• Task goal:
Work through the entries below and show every line in which "Serialize" is found.

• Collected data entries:
use chrono::NaiveDate;
use serde::{Deserialize, Serialize};

/// Hvordan en tidsserie reduseres til én skalar per kamp.
#[derive(Debug, Clone, Copy, PartialEq, Eq, Serialize, Deserialize)]
#[serde(rename_all = "snake_case")]
pub enum Reduction {
    Sum,
    Mean,
    Max,
}

/// De seks signalene som inngår i effort-ratingen.
#[derive(Debug, Clone, Copy, PartialEq, Eq, Hash, PartialOrd, Ord, Serialize, Deserialize)]
#[serde(rename_all = "snake_case")]
pub enum Metric {
    ActiveZoneMinutes,
    Calories,
    Distance,
    Steps,
    AvgHeartRate,
    PeakExerciseHeartRate,
}

impl Metric {
    /// Kanonisk rekkefølge – samme som kolonnene i output-raden.
    pub const ALL: [Metric; 6] = [
        Metric::ActiveZoneMinutes,
        Metric::Calories,
        Metric::Distance,
        Metric::Steps,
        Metric::AvgHeartRate,
        Metric::PeakExerciseHeartRate,
    ];

    pub fn key(self) -> &'static str {
        match self {
            Metric::ActiveZoneMinutes => "active_zone_minutes",
            Metric::Calories => "calories",
            Metric::Distance => "distance",
            Metric::Steps => "steps",
            Metric::AvgHeartRate => "avg_heart_rate",
            Metric::PeakExerciseHeartRate => "peak_exercise_heart_rate",
        }
    }

    /// Filnavn i kampmappen (etter rename i preprocess-steget).
    pub fn file_name(self) -> &'static str {
        match self {
            Metric::ActiveZoneMinutes => "active_zone_minutes_day.csv",
            Metric::Calories => "calories.csv",
            Metric::Distance => "distance.csv",
            Metric::Steps => "steps.csv",
            Metric::AvgHeartRate => "heart_rate.csv",
            Metric::PeakExerciseHeartRate => "UserExercises.csv",
        }
    }

    /// Kolonnen som holder verdien i eksportfila.
    pub fn column(self) -> &'static str {
        match self {
            Metric::ActiveZoneMinutes => "total minutes",
            Metric::Calories => "calories",
            Metric::Distance => "distance",
            Metric::Steps => "steps",
            Metric::AvgHeartRate => "beats per minute",
            Metric::PeakExerciseHeartRate => "tracker_peak_heart_rate",
        }
    }

    pub fn reduction(self) -> Reduction {
        match self {
            Metric::AvgHeartRate => Reduction::Mean,
            Metric::PeakExerciseHeartRate => Reduction::Max,
            _ => Reduction::Sum,
        }
    }

    /// Faste vekter (sum = 1.0). Ikke konfigurerbare.
    pub fn weight(self) -> f64 {
        match self {
            Metric::ActiveZoneMinutes => 0.35,
            Metric::Calories => 0.30,
            Metric::Distance => 0.25,
            Metric::Steps => 0.05,
            Metric::AvgHeartRate => 0.025,
            Metric::PeakExerciseHeartRate => 0.025,
        }
    }
}

impl std::fmt::Display for Metric {
    fn fmt(&self, f: &mut std::fmt::Formatter<'_>) -> std::fmt::Result {
        f.write_str(self.key())
    }
}

#[derive(Debug, Clone, PartialEq, Serialize, Deserialize)]
pub struct MetricSample {
    pub timestamp: Option<String>,
    pub value: f64,
}

/// Én kamps tidsserie for ett signal, i filrekkefølge.
#[derive(Debug, Clone, PartialEq, Serialize, Deserialize)]
pub struct MetricSeries {
    pub metric: Metric,
    pub samples: Vec<MetricSample>,
}

impl MetricSeries {
    pub fn new(metric: Metric, samples: Vec<MetricSample>) -> Self {
        Self { metric, samples }
    }

    /// Hjelper for tester/innebygging: verdier uten tidsstempel.
    pub fn from_values(metric: Metric, values: &[f64]) -> Self {
        let samples = values
            .iter()
            .map(|v| MetricSample { timestamp: None, value: *v })
            .collect();
        Self { metric, samples }
    }

    pub fn values(&self) -> impl Iterator<Item = f64> + '_ {
        self.samples.iter().map(|s| s.value)
    }
}

/// Skalarene for én kamp. Manglende kildedata = 0.0, ikke fravær.
#[derive(Debug, Clone, Copy, PartialEq, Default, Serialize, Deserialize)]
pub struct MatchEffortComponents {
    pub active_zone_minutes: f64,
    pub calories: f64,
    pub distance: f64,
    pub steps: f64,
    pub avg_heart_rate: f64,
    pub peak_exercise_heart_rate: f64,
}

impl MatchEffortComponents {
    pub fn get(&self, metric: Metric) -> f64 {
        match metric {
            Metric::ActiveZoneMinutes => self.active_zone_minutes,
            Metric::Calories => self.calories,
            Metric::Distance => self.distance,
            Metric::Steps => self.steps,
            Metric::AvgHeartRate => self.avg_heart_rate,
            Metric::PeakExerciseHeartRate => self.peak_exercise_heart_rate,
        }
    }

    pub fn set(&mut self, metric: Metric, value: f64) {
        let slot = match metric {
            Metric::ActiveZoneMinutes => &mut self.active_zone_minutes,
            Metric::Calories => &mut self.calories,
            Metric::Distance => &mut self.distance,
            Metric::Steps => &mut self.steps,
            Metric::AvgHeartRate => &mut self.avg_heart_rate,
            Metric::PeakExerciseHeartRate => &mut self.peak_exercise_heart_rate,
        };
        *slot = value;
    }

    /// Builder-variant av `set`, praktisk i tester.
    pub fn with(mut self, metric: Metric, value: f64) -> Self {
        self.set(metric, value);
        self
    }
}

#[derive(Debug, Clone, Copy, PartialEq, Serialize, Deserialize)]
pub struct MetricBounds {
    pub min: f64,
    pub max: f64,
}

impl MetricBounds {
    /// Startverdi for folden: {+inf, -inf}, dvs. udefinert.
    pub const EMPTY: MetricBounds = MetricBounds {
        min: f64::INFINITY,
        max: f64::NEG_INFINITY,
    };

    pub fn widen(self, value: f64) -> Self {
        Self {
            min: self.min.min(value),
            max: self.max.max(value),
        }
    }

    /// Har minst én kamp bidratt?
    pub fn is_defined(&self) -> bool {
        self.min.is_finite() && self.max.is_finite() && self.max >= self.min
    }
}

/// Resultatet for én kamp: rating + komponentene den er regnet fra.
#[derive(Debug, Clone, PartialEq, Serialize, Deserialize)]
pub struct MatchRating {
    pub match_date: NaiveDate,
    pub components: MatchEffortComponents,
    pub normalized: MatchEffortComponents,
    pub effort_rating: f64,
}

• Result below:
use serde::{Deserialize, Serialize};
#[derive(Debug, Clone, Copy, PartialEq, Eq, Serialize, Deserialize)]
#[derive(Debug, Clone, Copy, PartialEq, Eq, Hash, PartialOrd, Ord, Serialize, Deserialize)]
#[derive(Debug, Clone, PartialEq, Serialize, Deserialize)]
#[derive(Debug, Clone, PartialEq, Serialize, Deserialize)]
#[derive(Debug, Clone, Copy, PartialEq, Default, Serialize, Deserialize)]
#[derive(Debug, Clone, Copy, PartialEq, Serialize, Deserialize)]
#[derive(Debug, Clone, PartialEq, Serialize, Deserialize)]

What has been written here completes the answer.